O falta de um vocabulário para a entrada em vigor do Acordo Ortográfico foi apontada por Artur Anselmo, presidente do Instituto de Lexicologia e Lexicografia da Língua Portuguesa da Academia das Ciências de Lisboa, à agência Lusa.

«Ainda não foi elaborado o vocabulário - uma listagem das palavras da Língua Portuguesa - e não pode haver um Acordo sem esse vocabulário, no qual entram as contribuições de Portugal mas também dos outros países de Língua Portuguesa», afirmou Artur Anselmo, alertando que «esse processo é demorado».

Galego é variante do Português antigo

O Acordo Ortográfico envolve Portugal, o Brasil, os Países Africanos de Língua Oficial Portuguesa, Timor, que não foi signatário do acordo em 1990 por não ser então um país independente, e a Galiza, porque o galego é uma variante do Português antigo.

«Neste momento, tanto quanto sei, os brasileiros têm o vocabulário pronto e os galegos também mas não sei o que se passa nos países africanos e em Timor», acrescentou o filólogo, segundo quem, em Portugal, «o Governo não tomou posição nenhuma, não encarregou ninguém, nem a Academia das Ciências», dessa tarefa.

Afirmando-se preocupado, «porque sem vocabulário não haverá acordo», Artur Anselmo disse à Lusa que «o Governo tem de tomar uma posição».

«É difícil negociar em democracia»

«Em 1945 era fácil: havia o Ministério da Educação, tanto em Portugal como no Brasil, e o Dr. [José] Caeiro da Mata, ministro da Educação português, negociou com o Dr. Gustavo Capanema, que era ministro da Educação no Brasil, e foi fácil, apesar de serem dois governos autoritários.

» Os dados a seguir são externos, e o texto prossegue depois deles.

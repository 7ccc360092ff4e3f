use std::collections::{BTreeMap, HashMap};

use chrono::{DateTime, Utc};
use serde::{Deserialize, Serialize};
use uuid::Uuid;

use crate::jobs::JobId;

/// Named set of per-dimension weights. Weights are frozen once scores exist.
#[derive(Debug, Clone, PartialEq, Serialize, Deserialize)]
pub struct WeightConfig {
    pub id: Uuid,
    pub name: String,
    pub description: Option<String>,
    pub weights: BTreeMap<String, f64>,
    pub created_at: DateTime<Utc>,
    pub created_by: Option<String>,
    pub has_scores: bool,
}

#[derive(Debug, Clone, Deserialize)]
pub struct NewWeightConfig {
    pub name: String,
    #[serde(default)]
    pub description: Option<String>,
    pub weights: BTreeMap<String, f64>,
    #[serde(default)]
    pub created_by: Option<String>,
}

/// Raw LLM output for one post, produced upstream.
#[derive(Debug, Clone, PartialEq)]
pub struct ScoredPost {
    pub post_id: Uuid,
    pub scores: HashMap<String, f64>,
    pub categories: Vec<String>,
    pub scored_at: DateTime<Utc>,
}

/// A computed score in the staging area, keyed by `(post_id, weight_config_id)`.
#[derive(Debug, Clone, PartialEq, Serialize)]
pub struct StagedScore {
    pub post_id: Uuid,
    pub weight_config_id: Uuid,
    pub job_id: JobId,
    pub final_score: f64,
    pub novelty_multiplier: f64,
    pub computed_at: DateTime<Utc>,
}

/// A row of the queryable live table. Only the active config has live rows.
#[derive(Debug, Clone, PartialEq, Serialize)]
pub struct LiveScore {
    pub post_id: Uuid,
    pub weight_config_id: Uuid,
    pub final_score: f64,
    pub novelty_multiplier: f64,
    pub computed_at: DateTime<Utc>,
}

impl From<&StagedScore> for LiveScore {
    fn from(staged: &StagedScore) -> Self {
        Self {
            post_id: staged.post_id,
            weight_config_id: staged.weight_config_id,
            final_score: staged.final_score,
            novelty_multiplier: staged.novelty_multiplier,
            computed_at: staged.computed_at,
        }
    }
}

/// Job completion folded into the cutover's atomic unit.
#[derive(Debug, Clone, Copy, PartialEq, Eq)]
pub struct CompletingJob {
    pub job_id: JobId,
    pub progress: i64,
}

#[derive(Debug, Clone, Copy, PartialEq, Eq)]
pub struct CutoverRequest {
    pub weight_config_id: Uuid,
    /// When set, the job must still be `running` and is marked `completed` in the same unit.
    pub completing_job: Option<CompletingJob>,
}

#[derive(Debug, Clone, Copy, PartialEq, Eq, Serialize)]
pub struct CutoverReport {
    pub weight_config_id: Uuid,
    pub previous_weight_config_id: Option<Uuid>,
    pub live_rows: i64,
}
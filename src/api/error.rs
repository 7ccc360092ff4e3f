use axum::{
    Json,
    http::StatusCode,
    response::{IntoResponse, Response},
};
use serde::Serialize;
use tracing::{error, warn};

use crate::error::RankingError;

/// `RankingError` rendered as a JSON body with a matching status code.
#[derive(Debug)]
pub(crate) struct ApiError(RankingError);

#[derive(Debug, Serialize)]
struct ErrorBody {
    error: &'static str,
    message: String,
}

impl ApiError {
    fn status(&self) -> StatusCode {
        match &self.0 {
            RankingError::Validation(_) => StatusCode::BAD_REQUEST,
            RankingError::NotFound { .. } => StatusCode::NOT_FOUND,
            RankingError::Conflict(_) | RankingError::InvalidTransition { .. } => {
                StatusCode::CONFLICT
            }
            RankingError::NotReady { .. } => StatusCode::PRECONDITION_FAILED,
            RankingError::Transient(_) => StatusCode::SERVICE_UNAVAILABLE,
            RankingError::Fatal(_) => StatusCode::INTERNAL_SERVER_ERROR,
        }
    }

    fn kind(&self) -> &'static str {
        match &self.0 {
            RankingError::Validation(_) => "validation",
            RankingError::NotFound { .. } => "not_found",
            RankingError::Conflict(_) => "conflict",
            RankingError::InvalidTransition { .. } => "invalid_transition",
            RankingError::NotReady { .. } => "not_ready",
            RankingError::Transient(_) => "transient",
            RankingError::Fatal(_) => "fatal",
        }
    }
}

impl From<RankingError> for ApiError {
    fn from(error: RankingError) -> Self {
        Self(error)
    }
}

impl IntoResponse for ApiError {
    fn into_response(self) -> Response {
        let status = self.status();
        if status.is_server_error() {
            error!(error = %self.0, status = status.as_u16(), "request failed");
        } else {
            warn!(error = %self.0, status = status.as_u16(), "request rejected");
        }
        let body = ErrorBody {
            error: self.kind(),
            message: self.0.to_string(),
        };
        (status, Json(body)).into_response()
    }
}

Veja-se como é difícil, agora, negociar em democracia...», ponderou.

Segundo o investigador da Faculdade de Ciências Sociais e Humanas da Universidade Nova de Lisboa, em Portugal «intervêm, ou deveriam intervir, neste assunto, o Ministério da Educação, o Ministério da Cultura e o Ministério da Ciência e Tecnologia» e «o normal seria que os três ministros se entendessem e que o Governo dissesse: "para elaboração do vocabulário é nomeada esta comissão..."».

Na ausência desse instrumento, «em rigor, as pessoas não poderiam aplicar já o Acordo Ortográfico», assinalou Artur Anselmo, acrescentando que, todavia, são livres de o fazer.

Acordo não afecta grandes dicionários

Acordo Ortográfico não afecta a validade dos grandes dicionários da Língua Portuguesa e o processo de adaptação deve ser encarado com naturalidade, defendem João Malaca Casteleiro e Artur Anselmo, da Academia das Ciências de Lisboa.

Malaca Casteleiro, que coordenou o Dicionário da Língua Portuguesa Contemporânea - editado em 2001 após cerca de 13 anos de trabalho que envolveram cerca de 60 pessoas - afirmou à agência Lusa que aquela obra, composta por dois volumes, continua válida.

«O Dicionário Língua Portuguesa Contemporânea continua perfeitamente válido e, mesmo sem a actualização ortográfica, continua a prestar um enorme serviço, porque contém não apenas informação semântica sobres palavras mas também sobre a gramática das palavras e ainda citações de autores de Língua Portuguesa - portugueses, brasileiros, africanos - pelo que é um dicionário muito rico do ponto de vista lexicográfico», declarou.